Across the entries below, the lines containing "content" should be counted and only their number returned.

════════

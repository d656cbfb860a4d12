mod common;

use std::fs;

use disk_inventory_api_types::MethodCall;
use serde_json::json;
use system_capabilities::{FailureMode, InventoryError, Operation, OperationOutput, PathParams};

use common::{error_code, path_call, strict_service, success_value};

#[test]
fn test_strict_mode_reports_read_failures() {
    let dir = tempfile::tempdir().expect("create temp dir");
    let service = strict_service();
    assert_eq!(service.failure_mode(), FailureMode::Strict);

    let reply = service.handle(path_call("readFile", &dir.path().join("nope.txt")));

    assert_eq!(error_code(&reply), "PATH_NOT_FOUND");
}

#[test]
fn test_strict_mode_reports_missing_parent() {
    let dir = tempfile::tempdir().expect("create temp dir");
    let file = dir.path().join("a").join("b").join("c.txt");

    let reply = strict_service().handle(path_call("createFile", &file).with_argument("content", "x"));

    assert_eq!(error_code(&reply), "PATH_NOT_FOUND");
}

#[test]
fn test_strict_mode_reports_metadata_kind_mismatch() {
    let dir = tempfile::tempdir().expect("create temp dir");
    let file = dir.path().join("plain.txt");
    fs::write(&file, "x").expect("write file");
    let service = strict_service();

    assert_eq!(
        error_code(&service.handle(path_call("getFolderMetadata", &file))),
        "NOT_A_DIRECTORY"
    );
    assert_eq!(
        error_code(&service.handle(path_call("getFileMetadata", dir.path()))),
        "NOT_A_FILE"
    );
}

#[test]
fn test_strict_mode_keeps_listing_code() {
    let dir = tempfile::tempdir().expect("create temp dir");

    let reply = strict_service().handle(path_call("listDirectory", &dir.path().join("missing")));

    assert_eq!(error_code(&reply), "DIRECTORY_LIST_ERROR");
}

#[test]
fn test_strict_mode_reports_empty_directory_path() {
    let reply = strict_service().handle(MethodCall::new("createDirectory").with_argument("path", ""));

    assert_eq!(error_code(&reply), "PATH_NOT_FOUND");
}

#[test]
fn test_strict_mode_success_is_unchanged() {
    let dir = tempfile::tempdir().expect("create temp dir");
    let file = dir.path().join("ok.txt");
    let service = strict_service();

    let reply = service.handle(path_call("writeFile", &file).with_argument("content", "ok"));
    assert_eq!(success_value(&reply), &json!(true));

    let existing = service.handle(path_call("createDirectory", dir.path()));
    assert_eq!(success_value(&existing), &json!(false));
}

#[test]
fn test_execute_returns_typed_errors() {
    let dir = tempfile::tempdir().expect("create temp dir");
    let missing = dir.path().join("missing").to_string_lossy().into_owned();
    let service = strict_service();

    let err = service
        .execute(Operation::ListDirectory(PathParams { path: missing.clone() }))
        .expect_err("listing a missing directory fails");
    assert!(matches!(err, InventoryError::DirectoryList(_)));

    let err = service
        .execute(Operation::DeleteFile(PathParams { path: missing }))
        .expect_err("deleting a missing file fails");
    assert!(matches!(err, InventoryError::FileSystem(_)));

    let output = service
        .execute(Operation::GetPlatformVersion)
        .expect("platform version never fails");
    assert_eq!(output, OperationOutput::Text("Windows 10+".to_string()));
}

════════

# TASK OUTPUT
2